Les joyeuses linogravures de Joëlle Jolivet
Illustration[s]: la création d'images à travers différentes techniques 3
Illustration[s]: la création d'images à travers différentes techniques 3
Ouvrages documentaires, imagiers pour les plus jeunes, albums de fiction…: Joëlle Jolivet, talentueuse faiseuse d’images, s’illustre par la variété des genres littéraires et des thématiques qu’elle explore. Sa technique favorite (mais pas exclusive!)? La linogravure, un procédé de reproduction qu’elle utilise comme moyen d’expression et dont elle aime le rendu simple, net et précis. Sous ses gouges, aussi affûtées que son sens de l’observation et du détail, naissent des tableaux envoûtants, qu’on ne se lasse pas d’admirer.
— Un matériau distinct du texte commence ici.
/// Options shaping the CONNECT packet a client session sends.
#[derive(Debug, Clone, Serialize, Deserialize)]
#[serde(default)]
pub struct ConnectOptions {
    /// Protocol version to announce.
    pub protocol: ProtocolVersion,
    /// Ask the broker to discard state from earlier connections.
    pub clean_session: bool,
    /// Keep-alive interval; zero disables keep-alive monitoring.
    #[serde(with = "humantime_serde")]
    pub keep_alive: Duration,
    /// Optional username credential.
    pub username: Option<String>,
    /// Optional password credential.
    pub password: Option<String>,
    /// Optional will message the broker publishes if this session ends
    /// abnormally.
    pub will: Option<Will>,
}

impl Default for ConnectOptions {
    fn default() -> Self {
        Self {
            protocol: ProtocolVersion::V311,
            clean_session: true,
            keep_alive: Duration::from_secs(60),
            username: None,
            password: None,
            will: None,
        }
    }
}

/// Connection-initiator session state machine.
#[derive(Debug)]
pub struct ClientSession {
    core: SessionCore,
    options: ConnectOptions,
    /// Filters confirmed by SUBACK, with their granted QoS.
    subscriptions: HashMap<String, QoS>,
}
C’est dans son atelier d’Ivyr-sur-Seine, au sud-est de Paris, que Joëlle Jolivet nous reçoit en ce vendredi 21 juin 2024, jour de la Fête de la musique. On s’y sent immédiatement «comme à la maison»: l’heureux bazar qui règne confère aux lieux une atmosphère vivante et hospitalière. À la fois «dépôt légal» personnel et cabinet de curiosités, l’espace de travail de l’illustratrice regorge de trésors. Parmi les objets les plus insolites, mentionnons un élégant squelette chapeauté ou une lampe à l’effigie d’un cochon anthropomorphe. Aux murs sont accrochés non seulement de nombreux travaux personnels, mais aussi des œuvres d’autres artistes: notre œil entraîné remarque tout de suite les dessins de nos compatriotes Emmanuelle Houdart et Tom Tirabosco, que Joëlle Jolivet connaît de longue date. Et puis, il y a des livres, bien sûr! En plus de ses ouvrages en langue originale, la créatrice conserve un exemplaire de chaque édition étrangère qu’elle reçoit, si bien que ses étagères ont un air d’auberge espagnole livresque: l’italien côtoie l’allemand, l’anglais, le polonais ou encore le russe. Un succès international largement mérité au vu de la qualité et de la richesse de sa bibliographie.
Faire des images… et des rencontres!
Mais rembobinons quelque peu le film… La carrière de Joëlle Jolivet débute il y a un peu plus de 35 ans. Après des études de graphisme et un passage aux Beaux-Arts (pour apprendre la lithographie), la jeune femme se tourne presque instinctivement vers la littérature jeunesse. «J’avais envie de faire des images et le livre pour enfants était alors l’un des rares endroits où l’on pouvait laisser libre cours à sa créativité», se souvient-elle. D’autant que, dans les années 90, tout reste à faire: «C’était presque un champ vierge et toute une génération d’artistes et d’éditeurs s’est joyeusement lancée dans l’aventure».
Faire des images, oui, mais toujours dans un rapport de cohérence avec l’objet livre: depuis ses début, Joëlle Jolivet s’intéresse à la conception éditoriale dans sa globalité et est particulièrement sensible aux choix de fabrication et d’impression de ses ouvrages. Une chance donc que, très rapidement, sa route croise celle de deux éditrices qui partagent les mêmes préoccupations formelles et avec qui elle créera de nombreux livres: Brigitte Morel, directrice des éditions Les Grandes Personnes[1] et Sophie Giraud, fondatrice des éditions Hélium[2]. «Il se trouve que je connais mes éditrices depuis trois décennies», souligne Joëlle Jolivet, «et si nous avons réussi à travailler aussi longtemps ensemble, c’est sans doute parce que nous dialoguons beaucoup; chaque livre est le fruit d’une intense collaboration». L’artiste apprécie particulièrement d’avoir affaire à des maisons d’édition à taille humaine et non pas à de grandes structures impersonnelles. «L’expérience que j’ai des grosses équipes éditoriales, c’est que tout est plus dilué, plus mou et la prise de décision s’avère compliquée», regrette l’illustratrice.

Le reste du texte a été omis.